[Stored items from a collection]
=== Section Start ===

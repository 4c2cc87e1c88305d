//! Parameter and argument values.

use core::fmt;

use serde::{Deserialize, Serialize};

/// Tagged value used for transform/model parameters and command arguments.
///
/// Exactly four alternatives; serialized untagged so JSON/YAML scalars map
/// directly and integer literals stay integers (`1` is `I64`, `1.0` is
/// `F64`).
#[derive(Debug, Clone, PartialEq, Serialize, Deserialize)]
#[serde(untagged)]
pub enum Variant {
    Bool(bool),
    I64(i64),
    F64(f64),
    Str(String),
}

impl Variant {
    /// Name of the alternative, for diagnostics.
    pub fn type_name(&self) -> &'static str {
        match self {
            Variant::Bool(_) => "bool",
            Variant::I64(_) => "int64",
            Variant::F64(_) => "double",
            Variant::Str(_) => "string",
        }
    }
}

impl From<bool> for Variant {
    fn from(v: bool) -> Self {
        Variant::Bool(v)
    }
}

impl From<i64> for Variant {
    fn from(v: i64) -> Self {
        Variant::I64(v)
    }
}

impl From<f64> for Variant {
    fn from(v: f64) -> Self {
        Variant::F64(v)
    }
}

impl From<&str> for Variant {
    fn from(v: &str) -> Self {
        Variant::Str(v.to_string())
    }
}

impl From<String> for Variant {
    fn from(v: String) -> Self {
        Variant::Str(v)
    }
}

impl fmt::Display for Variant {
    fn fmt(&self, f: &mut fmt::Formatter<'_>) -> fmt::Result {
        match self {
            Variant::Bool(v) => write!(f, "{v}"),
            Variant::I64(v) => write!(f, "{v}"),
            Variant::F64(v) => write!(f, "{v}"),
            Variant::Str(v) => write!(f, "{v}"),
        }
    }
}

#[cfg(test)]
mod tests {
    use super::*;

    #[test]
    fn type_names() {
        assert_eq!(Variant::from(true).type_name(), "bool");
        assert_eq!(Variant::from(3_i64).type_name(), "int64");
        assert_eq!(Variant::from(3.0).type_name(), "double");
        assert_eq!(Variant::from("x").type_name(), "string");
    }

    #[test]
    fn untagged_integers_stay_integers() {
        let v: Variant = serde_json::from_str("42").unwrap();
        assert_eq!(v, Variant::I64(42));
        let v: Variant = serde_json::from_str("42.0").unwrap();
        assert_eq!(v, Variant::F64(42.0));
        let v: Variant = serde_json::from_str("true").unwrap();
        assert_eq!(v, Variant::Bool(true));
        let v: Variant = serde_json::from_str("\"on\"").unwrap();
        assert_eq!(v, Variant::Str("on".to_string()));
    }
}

=== Section End ===
=== Section Start ===

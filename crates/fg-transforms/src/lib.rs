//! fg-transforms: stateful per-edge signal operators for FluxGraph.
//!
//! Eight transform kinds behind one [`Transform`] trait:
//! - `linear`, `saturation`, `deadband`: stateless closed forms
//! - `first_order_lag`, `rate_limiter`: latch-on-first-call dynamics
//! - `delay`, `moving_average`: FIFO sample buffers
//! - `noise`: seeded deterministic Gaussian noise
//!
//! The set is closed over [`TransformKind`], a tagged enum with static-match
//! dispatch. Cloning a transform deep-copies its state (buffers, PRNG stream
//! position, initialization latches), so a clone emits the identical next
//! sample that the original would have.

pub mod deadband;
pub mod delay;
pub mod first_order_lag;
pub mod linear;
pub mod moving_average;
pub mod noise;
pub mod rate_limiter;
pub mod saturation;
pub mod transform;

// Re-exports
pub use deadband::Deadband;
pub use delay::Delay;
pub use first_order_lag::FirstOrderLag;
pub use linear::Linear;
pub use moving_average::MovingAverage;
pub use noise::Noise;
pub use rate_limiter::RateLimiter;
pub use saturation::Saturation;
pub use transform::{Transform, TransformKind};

=== Section End ===

__WORK REQUIRED__. Copy all lines from the data that hold the word "transforms".

__ANSWER SPACE__.
filename crates/fg-transforms/src/lib.rs
//! fg-transforms: stateful per-edge signal operators for FluxGraph.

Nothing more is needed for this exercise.